The village of Alby sits on a narrow ridge where the Baltic Sea meets the Stora Alvaret. This landform emerged from glacial grinding that created Ordovician limestone bedrock over 600 million years ago.
Short answers, pulled from the story.
The village of Alby sits on a narrow ridge where the Baltic Sea meets the Stora Alvaret. This landform emerged from glacial grinding that created Ordovician limestone bedrock over 600 million years ago.
Early settlers crossed the Kalmar Strait via an ice bridge before the glacier fully melted around 6000 to 7000 BC. These first inhabitants became known in archaeological literature as the Alby People and built wooden huts near a prehistoric lagoon.
Archaeologists recovered bronze chains and a bone needle case from these sites spanning late Bronze Age through Viking periods. The wavy terrain remains characteristic of Iron Age burial practices today.
Population reached an estimated 125 people by 2006 with virtually no commercial land use.

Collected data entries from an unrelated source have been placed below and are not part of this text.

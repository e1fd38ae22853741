// Retrace - EVM Time-Travel Debugger
// Copyright (C) 2024 Zhuo Zhang and Wuqi Zhang
//
// This program is free software: you can redistribute it and/or modify
// it under the terms of the GNU Affero General Public License as published by
// the Free Software Foundation, either version 3 of the License, or
// (at your option) any later version.
//
// This program is distributed in the hope that it will be useful,
// but WITHOUT ANY WARRANTY; without even the implied warranty of
// MERCHANTABILITY or FITNESS FOR A PARTICULAR PURPOSE. See the
// GNU Affero General Public License for more details.
//
// You should have received a copy of the GNU Affero General Public License
// along with this program. If not, see <https://www.gnu.org/licenses/>.

//! EVM mnemonic assembler and disassembler
//!
//! `assemble` turns mnemonic source (one instruction per line, `//` and
//! `/* */` comments allowed) into `0x`-prefixed bytecode. `disassemble`
//! reverses the mapping, rendering undefined opcodes as `INVALID(0xNN)`
//! and flagging PUSH operands cut short by the end of the bytecode with
//! a `// truncated` suffix.
//!
//! For canonical source (uppercase mnemonics, single spaces, lowercase
//! `0x` immediates, no comments) the two functions are inverses.

use alloy_primitives::U256;
use retrace_common::{hex, opcode_by_code, opcode_by_mnemonic, HexError};
use thiserror::Error;

/// Failure modes of the assembler and disassembler. Line numbers are
/// 1-based and refer to the original source, comments included.
#[derive(Debug, Clone, PartialEq, Eq, Error)]
pub enum AsmError {
    /// First token of an instruction line is not in the opcode table.
    #[error("unknown mnemonic `{mnemonic}` on line {line}")]
    UnknownMnemonic {
        /// Source line of the instruction.
        line: usize,
        /// The unrecognized token, as written.
        mnemonic: String,
    },
    /// A PUSH-family opcode is missing its operand (or carries one that
    /// is not a hex or decimal integer).
    #[error("missing {width}-byte immediate on line {line}")]
    MissingImmediate {
        /// Source line of the instruction.
        line: usize,
        /// Declared operand width in bytes.
        width: usize,
    },
    /// The operand does not fit in the declared byte width.
    #[error("immediate `{value}` does not fit in {width} byte(s) on line {line}")]
    ImmediateTooLarge {
        /// Source line of the instruction.
        line: usize,
        /// Declared operand width in bytes.
        width: usize,
        /// The operand, as written.
        value: String,
    },
    /// The operand is a negative decimal number.
    #[error("negative immediate on line {line}")]
    NegativeImmediate {
        /// Source line of the instruction.
        line: usize,
    },
    /// The disassembler input is not valid hex.
    #[error(transparent)]
    Hex(#[from] HexError),
}

/// Assemble mnemonic source into `0x`-prefixed lowercase bytecode.
///
/// Empty input (or input that is all comments/whitespace) yields `"0x"`.
pub fn assemble(source: &str) -> Result<String, AsmError> {
    let stripped = strip_block_comments(source);
    let mut bytecode = Vec::new();

    for (idx, raw_line) in stripped.lines().enumerate() {
        let line_no = idx + 1;
        let line = raw_line.split("//").next().unwrap_or_default().trim();
        if line.is_empty() {
            continue;
        }

        let mut tokens = line.split_whitespace();
        let raw_mnemonic = tokens.next().unwrap_or_default();
        let mnemonic = raw_mnemonic.to_uppercase();
        let info = opcode_by_mnemonic(&mnemonic).ok_or_else(|| AsmError::UnknownMnemonic {
            line: line_no,
            mnemonic: raw_mnemonic.to_string(),
        })?;

        bytecode.push(info.code);

        let width = info.immediate_bytes;
        if width > 0 {
            let operand = tokens
                .next()
                .ok_or(AsmError::MissingImmediate { line: line_no, width })?;
            let value = parse_immediate(operand, line_no, width)?;
            if ((value.bit_len() + 7) / 8) > width {
                return Err(AsmError::ImmediateTooLarge {
                    line: line_no,
                    width,
                    value: operand.to_string(),
                });
            }
            let be = value.to_be_bytes::<32>();
            bytecode.extend_from_slice(&be[32 - width..]);
        }
    }

    Ok(hex::encode(bytecode))
}

/// Disassemble `0x`-prefixed (or bare) hex bytecode into mnemonic
/// source, one instruction per line.
pub fn disassemble(code: &str) -> Result<String, AsmError> {
    let bytes = hex::decode(code)?;
    let mut lines = Vec::new();
    let mut pc = 0;

    while pc < bytes.len() {
        let byte = bytes[pc];
        match opcode_by_code(byte) {
            Some(info) if info.immediate_bytes > 0 => {
                let data_start = pc + 1;
                let data_end = (data_start + info.immediate_bytes).min(bytes.len());
                let operand: String =
                    bytes[data_start..data_end].iter().map(|b| format!("{b:02x}")).collect();
                if data_end - data_start < info.immediate_bytes {
                    lines.push(format!("{} 0x{} // truncated", info.mnemonic, operand));
                } else {
                    lines.push(format!("{} 0x{}", info.mnemonic, operand));
                }
                pc = data_end;
            }
            Some(info) => {
                lines.push(info.mnemonic.to_string());
                pc += 1;
            }
            None => {
                lines.push(format!("INVALID(0x{byte:02x})"));
                pc += 1;
            }
        }
    }

    Ok(lines.join("\n"))
}

fn parse_immediate(operand: &str, line: usize, width: usize) -> Result<U256, AsmError> {
    if operand.starts_with('-') {
        return Err(AsmError::NegativeImmediate { line });
    }
    let (digits, radix, digit_ok): (&str, u64, fn(char) -> bool) =
        match operand.strip_prefix("0x").or_else(|| operand.strip_prefix("0X")) {
            Some(digits) => (digits, 16, |c| c.is_ascii_hexdigit()),
            None => (operand, 10, |c| c.is_ascii_digit()),
        };
    if digits.is_empty() || !digits.chars().all(digit_ok) {
        return Err(AsmError::MissingImmediate { line, width });
    }
    // Well-formed digits that still fail to parse overflowed 256 bits
    // and cannot fit any PUSH width.
    U256::from_str_radix(digits, radix).map_err(|_| AsmError::ImmediateTooLarge {
        line,
        width,
        value: operand.to_string(),
    })
}

/// Blank out `/* … */` comments while preserving every newline so line
/// numbers in diagnostics keep pointing at the original source.
fn strip_block_comments(source: &str) -> String {
    let mut out = String::with_capacity(source.len());
    let mut chars = source.chars().peekable();
    let mut in_comment = false;

    while let Some(c) = chars.next() {
        if in_comment {
            if c == '*' && chars.peek() == Some(&'/') {
                chars.next();
                in_comment = false;
            } else if c == '\n' {
                out.push('\n');
            }
        } else if c == '/' && chars.peek() == Some(&'*') {
            chars.next();
            in_comment = true;
        } else {
            out.push(c);
        }
    }

    out
}
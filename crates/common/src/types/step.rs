// Retrace - EVM Time-Travel Debugger
// Copyright (C) 2024 Zhuo Zhang and Wuqi Zhang
//
// This program is free software: you can redistribute it and/or modify
// it under the terms of the GNU Affero General Public License as published by
// the Free Software Foundation, either version 3 of the License, or
// (at your option) any later version.
//
// This program is distributed in the hope that it will be useful,
// but WITHOUT ANY WARRANTY; without even the implied warranty of
// MERCHANTABILITY or FITNESS FOR A PARTICULAR PURPOSE. See the
// GNU Affero General Public License for more details.
//
// You should have received a copy of the GNU Affero General Public License
// along with this program. If not, see <https://www.gnu.org/licenses/>.

//! Per-opcode execution observations.

use std::collections::BTreeMap;

use alloy_primitives::{Bytes, U256};
use serde::{Deserialize, Serialize};

use crate::opcode::OpcodeExt;

/// One recorded storage (or transient storage) write.
#[derive(Debug, Clone, PartialEq, Eq, Serialize, Deserialize)]
#[serde(rename_all = "camelCase")]
pub struct StorageChange {
    /// Storage slot being written.
    pub slot: U256,
    /// Value of the slot before the write.
    pub before: U256,
    /// Value being written.
    pub after: U256,
}

/// Memory observation attached to a step.
#[derive(Debug, Clone, Default, PartialEq, Eq, Serialize, Deserialize)]
#[serde(rename_all = "camelCase")]
pub struct MemorySnapshot {
    /// Memory contents before the opcode executes.
    pub current: Bytes,
    /// New total memory size in bytes if this opcode grew memory.
    #[serde(skip_serializing_if = "Option::is_none", default)]
    pub expanded_size: Option<usize>,
}

/// Pre-execution observation of a single opcode, plus the post-execution
/// observations filled in once the following step (or the frame exit)
/// makes them available.
#[derive(Debug, Clone, PartialEq, Eq, Serialize, Deserialize)]
#[serde(rename_all = "camelCase")]
pub struct Step {
    /// Program counter, a byte offset into the frame's code.
    pub pc: usize,
    /// Opcode byte.
    pub opcode: u8,
    /// Opcode mnemonic, `INVALID(0xNN)` for undefined bytes.
    pub mnemonic: String,
    /// Gas left before the opcode executes.
    pub gas_remaining: u64,
    /// Measured gas consumed by the opcode.
    pub gas_cost: u64,
    /// Call depth of the frame this step belongs to (root = 0).
    pub depth: usize,
    /// Full stack before the opcode, top-of-stack at index 0.
    pub stack: Vec<U256>,
    /// Memory before the opcode.
    pub memory: MemorySnapshot,
    /// Persistent storage writes performed by this opcode.
    #[serde(skip_serializing_if = "Vec::is_empty", default)]
    pub storage_changes: Vec<StorageChange>,
    /// Transient storage writes performed by this opcode.
    #[serde(skip_serializing_if = "Vec::is_empty", default)]
    pub transient_storage_changes: Vec<StorageChange>,
    /// Storage accumulated by earlier SSTOREs in this frame, as it stood
    /// before this opcode. Absent until the frame's first SSTORE has
    /// executed.
    #[serde(skip_serializing_if = "Option::is_none", default)]
    pub storage: Option<BTreeMap<U256, U256>>,
    /// Stack after the opcode, top-of-stack first.
    #[serde(skip_serializing_if = "Option::is_none", default)]
    pub stack_after: Option<Vec<U256>>,
    /// Memory after the opcode.
    #[serde(skip_serializing_if = "Option::is_none", default)]
    pub memory_after: Option<Bytes>,
}

impl Step {
    /// Whether this opcode opens a child frame (CALL/CREATE families).
    pub fn spawns_frame(&self) -> bool {
        self.opcode.spawns_frame()
    }
}
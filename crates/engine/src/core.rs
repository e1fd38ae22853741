// Retrace - EVM Time-Travel Debugger
// Copyright (C) 2024 Zhuo Zhang and Wuqi Zhang
//
// This program is free software: you can redistribute it and/or modify
// it under the terms of the GNU Affero General Public License as published by
// the Free Software Foundation, either version 3 of the License, or
// (at your option) any later version.
//
// This program is distributed in the hope that it will be useful,
// but WITHOUT ANY WARRANTY; without even the implied warranty of
// MERCHANTABILITY or FITNESS FOR A PARTICULAR PURPOSE. See the
// GNU Affero General Public License for more details.
//
// You should have received a copy of the GNU Affero General Public License
// along with this program. If not, see <https://www.gnu.org/licenses/>.

//! Core engine: drives revm over an in-memory world state and turns one
//! execution into an immutable [`Trace`].
//!
//! The world state persists across `execute` calls until `reset_state`.
//! Each execution runs against a scratch copy of the database; the
//! journaled changes are committed back only when a trace was actually
//! produced, so a failed call leaves the engine untouched. A successful
//! execution commits regardless of whether the root frame reverted
//! (revm has already unwound the reverted changes internally).

use std::collections::BTreeMap;

use alloy_primitives::{address, Address, Bytes, TxKind, U256};
use retrace_common::{
    hex,
    opcode::OpcodeExt,
    types::{
        AccountState, ExecutionMode, Frame, StateModifications, Trace, TraceMetadata, WorldState,
    },
    HexError,
};
use revm::{
    context::{
        result::{ExecutionResult, Output},
        tx::TxEnvBuilder,
        BlockEnv,
    },
    database::InMemoryDB,
    state::{Bytecode, EvmState},
    Context, DatabaseCommit, DatabaseRef, ExecuteEvm, InspectEvm, MainBuilder, MainContext,
};
use serde::{Deserialize, Serialize};
use thiserror::Error;
use tracing::{debug, warn};

use crate::inspector::TraceInspector;

/// Well-known EOA used as the sender when `from` is not supplied.
/// Pre-funded at engine construction so value transfers never fail for
/// lack of balance.
pub const DEFAULT_SENDER: Address = address!("000000000000000000000000000000000000cafe");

Detailed ship passage records register many people from Alby traveling to the United States during the era of American emigration.
First documented scientific study occurred in 1741 when Linnaeus visited the eastern part of the Stora Alvaret. He wrote that some plants thrive on driest and most barren places of the alvar including Artemisia Öelandica which remains endemic specifically to Öland.